Sulfur and Selenium Complexes of the Hydrido-tri(3,5-dimethyl-1-pyrazolyl) borate Nitrosylmolybdenum Fragment, [Tp*Mo(NO)]. An X-Ray Crystal Structure Determination of Tp*Mo(NO)(Se5)

Abstract

The reactions of hydrido-tri(3,5-dimethyl-1-pyrazolyl)borate nitrosylmolybdenum diiodide, Tp*Mo(NO)I2 (2), with the oligochalcogenides (NH4)2S10 and (NEt4)2Se6 in THF solution lead to mononuclear cyclo-pentachalcogenido complexes, Tp*Mo(NO)(E5) (E = S (3a), Se (3b)). In the presence of either H2S or H2Se (generated by slow “in situ” hydrolysis of AI2E3 in moist THF solution) 2 is converted into binuclear chalcogenido-bridged products, Tp* 2Mo2(NO)2(μ-E)2(E = S (4a), Se (4b)) which are more conveniently obtained from 3a,b by dechalcogenation with tri(″butyl)phosphane (1:4,5).
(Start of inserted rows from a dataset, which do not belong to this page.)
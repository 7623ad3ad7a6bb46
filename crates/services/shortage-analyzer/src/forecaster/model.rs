use super::boosting::GradientBoosting;
use super::forest::RandomForest;
use crate::config::ForecastConfig;
use crate::error::Result;
use crate::models::ModelKind;
use crate::service::TaskDeadline;

/// A trainable regression model.
pub trait Regressor: Send + Sync {
    fn kind(&self) -> ModelKind;

    /// Trains on feature rows `x` and targets `y`. Checks `deadline`
    /// between internal iterations.
    fn fit(&mut self, x: &[Vec<f64>], y: &[f64], deadline: &TaskDeadline) -> Result<()>;

    fn predict(&self, row: &[f64]) -> f64;

    fn predict_many(&self, rows: &[Vec<f64>]) -> Vec<f64> {
        rows.iter().map(|r| self.predict(r)).collect()
    }
}

/// Candidates in selection order; on equal error the earlier one wins.
pub const CANDIDATES: [ModelKind; 2] = [ModelKind::RandomForest, ModelKind::GradientBoosting];

pub fn build_regressor(kind: ModelKind, config: &ForecastConfig, seed: u64) -> Box<dyn Regressor> {
    match kind {
        ModelKind::RandomForest => Box::new(RandomForest::new(config.forest.clone(), seed)),
        ModelKind::GradientBoosting => {
            Box::new(GradientBoosting::new(config.boosting.clone(), seed))
        }
    }
}
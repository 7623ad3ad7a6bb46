use super::{AllocationSource, NeedSource};
use crate::error::{AnalyzerErrorExt, InsightError, Result};
use crate::models::{AllocationRecord, AllocationTable, IngestStats, NeedGrid};
use chrono::{DateTime, NaiveDate, NaiveDateTime, NaiveTime};
use serde::Deserialize;
use std::collections::BTreeSet;
use std::fs::File;
use std::io::Read;
use std::path::{Path, PathBuf};
use tracing::{debug, info, warn};

const TIMESTAMP_FORMATS: &[&str] = &[
    "%Y-%m-%d %H:%M:%S",
    "%Y-%m-%dT%H:%M:%S",
    "%Y-%m-%d %H:%M",
    "%Y-%m-%dT%H:%M",
    "%Y/%m/%d %H:%M:%S",
    "%Y/%m/%d %H:%M",
];

const DATE_FORMATS: &[&str] = &["%Y-%m-%d", "%Y/%m/%d"];

/// One allocation row as written in the CSV. Fields stay textual so a bad
/// value rejects only its row.
#[derive(Debug, Clone, Deserialize)]
struct AllocationRow {
    #[serde(alias = "ds")]
    timestamp: String,

    #[serde(alias = "staff", default)]
    staff_id: Option<String>,

    role: String,

    #[serde(default)]
    employment: Option<String>,

    #[serde(alias = "parsed_slots_count", default)]
    slot_count: Option<String>,
}

pub fn parse_timestamp(s: &str) -> Result<NaiveDateTime> {
    let s = s.trim();
    for format in TIMESTAMP_FORMATS {
        if let Ok(ts) = NaiveDateTime::parse_from_str(s, format) {
            return Ok(ts);
        }
    }
    DateTime::parse_from_rfc3339(s)
        .map(|dt| dt.naive_local())
        .map_err(|_| InsightError::parse_error(format!("invalid timestamp '{s}'")))
}

fn parse_date(s: &str) -> Result<NaiveDate> {
    let s = s.trim();
    DATE_FORMATS
        .iter()
        .find_map(|f| NaiveDate::parse_from_str(s, f).ok())
        .ok_or_else(|| InsightError::parse_error(format!("invalid date '{s}'")))
}

fn parse_time(s: &str) -> Result<NaiveTime> {
    let s = s.trim();
    NaiveTime::parse_from_str(s, "%H:%M")
        .or_else(|_| NaiveTime::parse_from_str(s, "%H:%M:%S"))
        .map_err(|_| InsightError::parse_error(format!("invalid time of day '{s}'")))
}

fn parse_slot_count(raw: Option<&str>) -> std::result::Result<u32, String> {
    let Some(raw) = raw.map(str::trim).filter(|s| !s.is_empty()) else {
        return Ok(1);
    };
    let value: f64 = raw
        .parse()
        .map_err(|_| format!("slot_count '{raw}' is not a number"))?;
    if !value.is_finite() || value < 0.0 || value.fract() != 0.0 || value > u32::MAX as f64 {
        return Err(format!("slot_count '{raw}' is not a non-negative integer"));
    }
    Ok(value as u32)
}

fn non_empty(value: Option<String>) -> Option<String> {
    value
        .map(|v| v.trim().to_string())
        .filter(|v| !v.is_empty())
}

/// Parses allocation CSV. Malformed rows are counted and skipped; a missing
/// required column fails the whole input.
pub fn parse_allocation_csv<R: Read>(reader: R, default_employment: &str) -> Result<AllocationTable> {
    let mut reader = csv::ReaderBuilder::new()
        .trim(csv::Trim::All)
        .flexible(true)
        .from_reader(reader);

    let headers = reader.headers()?.clone();
    let has = |names: &[&str]| headers.iter().any(|h| names.contains(&h));
    if !has(&["timestamp", "ds"]) {
        return Err(InsightError::invalid_input(
            "allocation.timestamp",
            "missing 'timestamp' (or 'ds') column",
        ));
    }
    if !has(&["role"]) {
        return Err(InsightError::invalid_input("allocation.role", "missing 'role' column"));
    }

    let mut stats = IngestStats::default();
    let mut records = Vec::new();

    for (idx, row) in reader.deserialize::<AllocationRow>().enumerate() {
        let line = idx + 2;
        let row = match row {
            Ok(row) => row,
            Err(e) => {
                stats.reject(line, e.to_string());
                continue;
            }
        };

        let timestamp = match parse_timestamp(&row.timestamp) {
            Ok(ts) => ts,
            Err(e) => {
                stats.reject(line, e.to_string());
                continue;
            }
        };
        let role = row.role.trim();
        if role.is_empty() {
            stats.reject(line, "empty role");
            continue;
        }
        let Some(staff_id) = non_empty(row.staff_id) else {
            stats.reject(line, "missing staff_id");
            continue;
        };
        let slot_count = match parse_slot_count(row.slot_count.as_deref()) {
            Ok(n) => n,
            Err(reason) => {
                stats.reject(line, reason);
                continue;
            }
        };
        let employment =
            non_empty(row.employment).unwrap_or_else(|| default_employment.to_string());

        stats.accept();
        records.push(AllocationRecord::new(
            timestamp, staff_id, role, employment, slot_count,
        ));
    }

    if stats.rows_rejected > 0 {
        warn!(
            rows_read = stats.rows_read,
            rows_rejected = stats.rows_rejected,
            "Rejected malformed allocation rows"
        );
    }

    Ok(AllocationTable { records, stats })
}

/// Parses a need grid: header `time,<date>,<date>,...`, one row per slot.
/// Empty cells count as zero.
pub fn parse_need_csv<R: Read>(role: &str, reader: R) -> Result<NeedGrid> {
    let mut reader = csv::ReaderBuilder::new()
        .trim(csv::Trim::All)
        .from_reader(reader);

    let headers = reader.headers()?.clone();
    if headers.len() < 2 {
        return Err(InsightError::invalid_input(
            format!("need[{role}]"),
            "expected a time column followed by at least one date column",
        ));
    }
    let dates = headers
        .iter()
        .skip(1)
        .map(parse_date)
        .collect::<Result<Vec<_>>>()?;
    let mut seen_dates = BTreeSet::new();
    for date in &dates {
        if !seen_dates.insert(*date) {
            return Err(InsightError::invalid_input(
                format!("need[{role}]"),
                format!("date column {date} appears more than once"),
            ));
        }
    }

    let mut times = Vec::new();
    let mut values = Vec::new();
    for (idx, record) in reader.records().enumerate() {
        let record = record?;
        let line = idx + 2;
        let time = parse_time(record.get(0).unwrap_or_default())?;

        let mut row = Vec::with_capacity(dates.len());
        for col in 1..=dates.len() {
            let cell = record.get(col).unwrap_or_default();
            let value = if cell.is_empty() {
                0.0
            } else {
                cell.parse::<f64>().map_err(|_| {
                    InsightError::invalid_input(
                        format!("need[{role}]"),
                        format!("row {line}: '{cell}' is not a number"),
                    )
                })?
            };
            if !value.is_finite() || value < 0.0 {
                return Err(InsightError::invalid_input(
                    format!("need[{role}]"),
                    format!("row {line}: need must be non-negative, got {value}"),
                ));
            }
            row.push(value);
        }
        times.push(time);
        values.push(row);
    }

    if times.is_empty() {
        return Err(InsightError::invalid_input(
            format!("need[{role}]"),
            "need grid has no time rows",
        ));
    }

    Ok(NeedGrid::new(role, times, dates, values))
}

/// Role token of a need file: the file stem with `prefix` stripped.
pub fn role_token_from_path(path: &Path, prefix: &str) -> Option<String> {
    let stem = path.file_stem()?.to_str()?;
    let token = stem.strip_prefix(prefix).unwrap_or(stem).trim();
    (!token.is_empty()).then(|| token.to_string())
}

pub struct CsvAllocationSource {
    path: PathBuf,
    name: String,
    default_employment: String,
}

impl CsvAllocationSource {
    pub fn new(path: impl Into<PathBuf>) -> Self {
        let path = path.into();
        Self {
            name: path.display().to_string(),
            path,
            default_employment: "unknown".to_string(),
        }
    }

    pub fn with_default_employment(mut self, employment: impl Into<String>) -> Self {
        self.default_employment = employment.into();
        self
    }
}

impl AllocationSource for CsvAllocationSource {
    fn name(&self) -> &str {
        &self.name
    }

    fn read(&self) -> Result<AllocationTable> {
        let file = File::open(&self.path)?;
        let table = parse_allocation_csv(file, &self.default_employment)?;
        info!(
            source = %self.name,
            records = table.len(),
            rejected = table.stats.rows_rejected,
            "Loaded allocation CSV"
        );
        Ok(table)
    }
}

pub struct CsvNeedSource {
    path: PathBuf,
    role: String,
}

impl CsvNeedSource {
    pub fn new(path: impl Into<PathBuf>, role: impl Into<String>) -> Self {
        Self {
            path: path.into(),
            role: role.into(),
        }
    }

    /// Derives the role token from the file name.
    pub fn from_path(path: impl Into<PathBuf>, prefix: &str) -> Result<Self> {
        let path = path.into();
        let role = role_token_from_path(&path, prefix).ok_or_else(|| {
            InsightError::invalid_input(
                "need file",
                format!("cannot derive a role from '{}'", path.display()),
            )
        })?;
        Ok(Self { path, role })
    }

    pub fn path(&self) -> &Path {
        &self.path
    }
}

impl NeedSource for CsvNeedSource {
    fn role_token(&self) -> &str {
        &self.role
    }

    fn read(&self) -> Result<NeedGrid> {
        let file = File::open(&self.path)?;
        let grid = parse_need_csv(&self.role, file)?;
        debug!(role = %self.role, rows = grid.row_count(), dates = grid.dates.len(), "Loaded need grid");
        Ok(grid)
    }
}

/// Need files in `dir` whose stem starts with `prefix` and whose extension
/// is `extension`, sorted by path.
pub fn discover_need_files(dir: &Path, prefix: &str, extension: &str) -> Result<Vec<CsvNeedSource>> {
    let mut paths: Vec<PathBuf> = std::fs::read_dir(dir)?
        .filter_map(|entry| entry.ok().map(|e| e.path()))
        .filter(|p| p.is_file())
        .filter(|p| {
            p.extension()
                .and_then(|e| e.to_str())
                .is_some_and(|e| e.eq_ignore_ascii_case(extension))
        })
        .filter(|p| {
            p.file_stem()
                .and_then(|s| s.to_str())
                .is_some_and(|s| s.starts_with(prefix))
        })
        .collect();
    paths.sort();

    let sources = paths
        .into_iter()
        .map(|p| CsvNeedSource::from_path(p, prefix))
        .collect::<Result<Vec<_>>>()?;
    info!(dir = %dir.display(), count = sources.len(), "Discovered need files");
    Ok(sources)
}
The new chalcogen complexes 3a,b and 4a,b were characterized by IR, NMR and mass spectroscopy and compared with the related chalcogen compounds derived from pentamethylcyclopentadienyl nitrosylmolybdenum diiodide, Cp*Mo(NO)l2. The molecular structure of Tp*Mo(NO)(Se5) (3b) has been determined; the complex contains a sixmembered MoSe5; metallacycle in the chair conformation and a linearly coordinated nitrosyl ligand (angle Mo-N-O 178.9(17)°).